Today, the transportation sector is the leading source of greenhouse gas emissions in the United States, as well as a significant emitter of nitrogen oxides, particulate matter, and other air toxins that contribute to negative health impacts and climate change. There are many solutions for reducing the emissions from this sector, including increasing access to public transit, bike lanes, and sidewalks. But in areas where these options are not available or feasible, electrifying the transportation sector is the most energy-efficient solution for passenger cars, transit, and freight.
All-electric vehicles (EVs) are powered solely by electricity. Based on energy inputs and outputs, EVs are three to four times more efficient than gasoline vehicles. EVs utilize more than three-fourths of the energy in electricity to power the vehicle, while conventional gasoline vehicles use less than a quarter of the energy in gasoline. Electricity is also produced domestically, reducing the need to import oil and saving the additional energy for transporting fuel.
EVs also have lower lifecycle emissions, better vehicle performance, and lower operational and maintenance costs. They often score highly on ACEEE’s annual GreenerCars ranking because of their energy efficiency and low lifecycle costs. One mile driven in an EV costs approximately one-third less than the same distance driven in a conventional gasoline vehicle.
Beyond the cost and resource savings and emissions reduction, EVs can play a pivotal role in making our electricity system more efficient and lowering overall energy costs. Electricity use is projected to increase by more than two-thirds through 2040, including more than half of the growth in the demand for electricity expected from residential, commercial, and public buildings. An increase in the number of EVs will put even more demand on the electricity grid.
However, as the number of EVs grows, they will offer multiple advantages to consumers, utilities, and communities. To ensure the most efficient and effective integration of EVs, utility companies should include EV load projections in planning and develop charging programs that will best utilize EVs as a resource.
In planning for load growth, EVs should be charged when electricity demand and costs are low. Specific electricity rates, such as a time-of-use rate, can incentivize drivers to charge at specific times and avoid charging at peak times. This helps avoid pressure on the grid particularly at high demand times, such as hot summer days, and keeps costs low for the customer and the utility.

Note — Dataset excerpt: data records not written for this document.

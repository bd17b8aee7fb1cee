//! Prometheus metrics definitions.

use once_cell::sync::Lazy;
use prometheus::{
    register_histogram_vec, register_int_counter_vec, HistogramVec, IntCounterVec,
};

/// Documents enumerated, by kind.
pub static DOCUMENTS_SEEN: Lazy<IntCounterVec> = Lazy::new(|| {
    register_int_counter_vec!(
        "docindex_documents_seen_total",
        "Documents found by the scanner",
        &["kind"]
    )
    .unwrap()
});

/// Documents passed to the index as new or changed, by kind.
pub static DOCUMENTS_CHANGED: Lazy<IntCounterVec> = Lazy::new(|| {
    register_int_counter_vec!(
        "docindex_documents_changed_total",
        "New or changed documents sent to the index",
        &["kind"]
    )
    .unwrap()
});

/// Documents that failed to decode or write, by kind.
pub static DOCUMENTS_FAILED: Lazy<IntCounterVec> = Lazy::new(|| {
    register_int_counter_vec!(
        "docindex_documents_failed_total",
        "Documents that failed to decode or index",
        &["kind"]
    )
    .unwrap()
});

/// Index entries removed by reconciliation, by kind.
pub static ORPHANS_REMOVED: Lazy<IntCounterVec> = Lazy::new(|| {
    register_int_counter_vec!(
        "docindex_orphans_removed_total",
        "Index entries removed because their file disappeared",
        &["kind"]
    )
    .unwrap()
});

/// Job runs by kind, role and outcome.
pub static JOB_RUNS: Lazy<IntCounterVec> = Lazy::new(|| {
    register_int_counter_vec!(
        "docindex_job_runs_total",
        "Job runs by outcome",
        &["kind", "role", "outcome"]
    )
    .unwrap()
});

/// Job run duration.
pub static JOB_DURATION: Lazy<HistogramVec> = Lazy::new(|| {
    register_histogram_vec!(
        "docindex_job_duration_seconds",
        "Job run duration in seconds",
        &["kind", "role"],
        vec![1.0, 5.0, 15.0, 60.0, 300.0, 900.0, 3600.0]
    )
    .unwrap()
});

/// Initialize all metrics (call once at startup).
pub fn init_metrics() {
    // Access lazy statics to register them
    let _ = &*DOCUMENTS_SEEN;
    let _ = &*DOCUMENTS_CHANGED;
    let _ = &*DOCUMENTS_FAILED;
    let _ = &*ORPHANS_REMOVED;
    let _ = &*JOB_RUNS;
    let _ = &*JOB_DURATION;

    tracing::debug!("Prometheus metrics initialized");
}
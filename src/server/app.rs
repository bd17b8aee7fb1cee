//! Main application server.
//!
//! Serves the REST router until the shutdown token fires.

use std::net::SocketAddr;

use axum::Router;
use tokio::signal;
use tokio_util::sync::CancellationToken;
use tower_http::trace::TraceLayer;

use super::rest::{create_rest_router, ApiState};
use crate::config::Config;
use crate::Result;

/// Server configuration.
#[derive(Debug, Clone)]
pub struct ServerConfig {
    /// Host address to bind to
    pub host: String,
    /// Port to listen on
    pub port: u16,
}

impl Default for ServerConfig {
    fn default() -> Self {
        Self {
            host: "127.0.0.1".to_string(),
            port: 8080,
        }
    }
}

impl From<&Config> for ServerConfig {
    fn from(config: &Config) -> Self {
        Self {
            host: config.host.clone(),
            port: config.port,
        }
    }
}

/// Application server.
pub struct App {
    config: ServerConfig,
    state: ApiState,
}

impl App {
    /// Create a new application.
    #[must_use]
    pub const fn new(config: ServerConfig, state: ApiState) -> Self {
        Self { config, state }
    }

    /// Build the router with all endpoints.
    fn router(&self) -> Router {
        create_rest_router(self.state.clone()).layer(
            TraceLayer::new_for_http()
                .make_span_with(|request: &axum::http::Request<_>| {
                    let request_id = request
                        .headers()
                        .get("x-request-id")
                        .and_then(|v| v.to_str().ok())
                        .unwrap_or("unknown");

                    tracing::info_span!(
                        "http_request",
                        method = %request.method(),
                        uri = %request.uri(),
                        request_id = %request_id,
                    )
                })
                .on_response(
                    |response: &axum::response::Response,
                     latency: std::time::Duration,
                     _span: &tracing::Span| {
                        tracing::debug!(
                            status = %response.status(),
                            latency_ms = latency.as_millis(),
                            "Request completed"
                        );
                    },
                ),
        )
    }

    /// Run the server until `shutdown` fires.
    ///
    /// # Errors
    ///
    /// Returns an error if the address is invalid, the listener cannot bind, or
    /// the server fails while running.
    pub async fn run(self, shutdown: CancellationToken) -> Result<()> {
        let addr: SocketAddr = format!("{}:{}", self.config.host, self.config.port)
            .parse()
            .map_err(|e| crate::Error::config(format!("invalid address: {e}")))?;

        let listener = tokio::net::TcpListener::bind(addr).await.map_err(|e| {
            crate::error::ServerError::BindFailed {
                address: addr.to_string(),
                reason: e.to_string(),
            }
        })?;

        tracing::info!(%addr, "Server listening");

        axum::serve(listener, self.router())
            .with_graceful_shutdown(shutdown.cancelled_owned())
            .await
            .map_err(|e| crate::error::ServerError::Request(e.to_string()))?;

        tracing::info!("Server shut down gracefully");
        Ok(())
    }
}

/// Wait for SIGTERM (Unix) or Ctrl+C.
///
/// If a handler cannot be installed the failure is logged and that signal is
/// never observed.
pub async fn shutdown_signal() {
    let ctrl_c = async {
        if let Err(e) = signal::ctrl_c().await {
            tracing::error!(error = %e, "Failed to install Ctrl+C handler");
            std::future::pending::<()>().await;
        }
    };

    #[cfg(unix)]
    let terminate = async {
        match signal::unix::signal(signal::unix::SignalKind::terminate()) {
            Ok(mut sigterm) => {
                sigterm.recv().await;
            }
            Err(e) => {
                tracing::error!(error = %e, "Failed to install SIGTERM handler");
                std::future::pending::<()>().await;
            }
        }
    };

    #[cfg(not(unix))]
    let terminate = std::future::pending::<()>();

    tokio::select! {
        () = ctrl_c => {
            tracing::info!("Received Ctrl+C, initiating shutdown");
        }
        () = terminate => {
            tracing::info!("Received SIGTERM, initiating shutdown");
        }
    }
}
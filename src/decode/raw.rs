//! Built-in decoders.
//!
//! Format-specific parsing (Word, Excel, PowerPoint, PDF, Outlook) lives outside
//! this crate. These decoders extract what can be read without a format library.

use std::collections::BTreeMap;
use std::path::Path;

use super::document::ExtractedDocument;
use super::DocumentDecoder;
use crate::error::DecodeError;

/// Files larger than this are rejected by default.
pub const DEFAULT_MAX_BYTES: u64 = 64 * 1024 * 1024;

/// Headers copied into metadata by [`MailDecoder`].
const MAIL_HEADERS: &[&str] = &["subject", "from", "to", "cc", "date", "message-id"];

/// Decodes any file as lossy UTF-8 text.
#[derive(Debug, Clone)]
pub struct RawFileDecoder {
    max_bytes: u64,
}

impl Default for RawFileDecoder {
    fn default() -> Self {
        Self {
            max_bytes: DEFAULT_MAX_BYTES,
        }
    }
}

impl RawFileDecoder {
    #[must_use]
    pub const fn with_max_bytes(max_bytes: u64) -> Self {
        Self { max_bytes }
    }
}

impl DocumentDecoder for RawFileDecoder {
    fn decode(&self, path: &Path) -> Result<ExtractedDocument, DecodeError> {
        let (bytes, meta) = read_bounded(path, self.max_bytes)?;
        let content = printable_text(&bytes);
        Ok(ExtractedDocument::new(path, content, BTreeMap::new()).with_file_info(&meta))
    }
}

/// Decodes RFC 822 mail files: common headers become metadata, the body becomes
/// content.
#[derive(Debug, Clone, Default)]
pub struct MailDecoder {
    raw: RawFileDecoder,
}

impl DocumentDecoder for MailDecoder {
    fn decode(&self, path: &Path) -> Result<ExtractedDocument, DecodeError> {
        let (bytes, meta) = read_bounded(path, self.raw.max_bytes)?;
        let text = String::from_utf8_lossy(&bytes);
        let (metadata, body) = split_mail(&text);
        if metadata.is_empty() {
            return Err(DecodeError::format(path, "no mail headers found"));
        }
        Ok(ExtractedDocument::new(path, body.to_string(), metadata).with_file_info(&meta))
    }
}

fn read_bounded(path: &Path, max_bytes: u64) -> Result<(Vec<u8>, std::fs::Metadata), DecodeError> {
    let meta = std::fs::metadata(path).map_err(|e| DecodeError::read(path, e))?;
    if meta.len() > max_bytes {
        return Err(DecodeError::format(
            path,
            format!("file is {} bytes, limit is {max_bytes}", meta.len()),
        ));
    }
    let bytes = std::fs::read(path).map_err(|e| DecodeError::read(path, e))?;
    Ok((bytes, meta))
}

/// Lossy UTF-8 with control characters (other than whitespace) replaced by spaces.
fn printable_text(bytes: &[u8]) -> String {
    String::from_utf8_lossy(bytes)
        .chars()
        .map(|c| if c.is_control() && !c.is_whitespace() { ' ' } else { c })
        .collect()
}

/// Split a mail message into selected headers and body.
///
/// Folded header lines (starting with whitespace) continue the previous header.
fn split_mail(text: &str) -> (BTreeMap<String, String>, &str) {
    let mut metadata = BTreeMap::new();
    let mut current: Option<String> = None;
    let mut offset = 0;

    for line in text.split_inclusive('\n') {
        offset += line.len();
        let trimmed = line.trim_end_matches(['\r', '\n']);
        if trimmed.is_empty() {
            return (metadata, &text[offset..]);
        }
        if trimmed.starts_with([' ', '\t']) {
            if let Some(value) = current.as_ref().and_then(|k| metadata.get_mut(k)) {
                value.push(' ');
                value.push_str(trimmed.trim());
            }
            continue;
        }
        current = None;
        if let Some((name, value)) = trimmed.split_once(':') {
            let name = name.trim().to_lowercase();
            if MAIL_HEADERS.contains(&name.as_str()) {
                metadata.insert(name.clone(), value.trim().to_string());
                current = Some(name);
            }
        }
    }

    (metadata, "")
}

EVs serve as a flexible resource and can be used as energy storage, provide additional protection to the grid in case of emergencies, and help support the increasing integration of renewable energy into the power system. Utilities can develop rates and managed charging programs that signal to customers when EV charging is optimal. Managed charging programs are not yet widely used, but the benefits of them increase significantly as more EVs enter the market. Integrating more EV infrastructure in buildings provides load flexibility and reduces the demand for generating electricity, lowering utility costs and customer rates.
The direct efficiency advantages of EVs paired with their capacity to better use the utility grid means improved public health, air quality, and economy. Learn more about EVs and their benefits from the Electric Power Research Institute.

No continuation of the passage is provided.